● **What is expected**:
The whole listing that follows should be printed again, unchanged.

● **Data**:
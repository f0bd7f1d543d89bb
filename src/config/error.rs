//! Configuration error types.

use std::path::PathBuf;
use thiserror::Error;

use crate::detection::DetectionError;

/// Configuration-related errors
#[derive(Debug, Error)]
pub enum ConfigError {
    #[error("IO error when reading `{0}`")]
    Io(PathBuf, #[source] std::io::Error),

    #[error("config file parsing error")]
    Toml(#[from] Box<toml::de::Error>),

    #[error("config validation error: {0}")]
    Validation(String),

    #[error(transparent)]
    Detection(#[from] DetectionError),
}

● **Answer to this problem**:
repository f0bd7f1d543d89bb
filename src/config/error.rs
//! Configuration error types.

use std::path::PathBuf;
use thiserror::Error;

use crate::detection::DetectionError;

/// Configuration-related errors
#[derive(Debug, Error)]
pub enum ConfigError {
    #[error("IO error when reading `{0}`")]
    Io(PathBuf, #[source] std::io::Error),

    #[error("config file parsing error")]
    Toml(#[from] Box<toml::de::Error>),

    #[error("config validation error: {0}")]
    Validation(String),

    #[error(transparent)]
    Detection(#[from] DetectionError),
}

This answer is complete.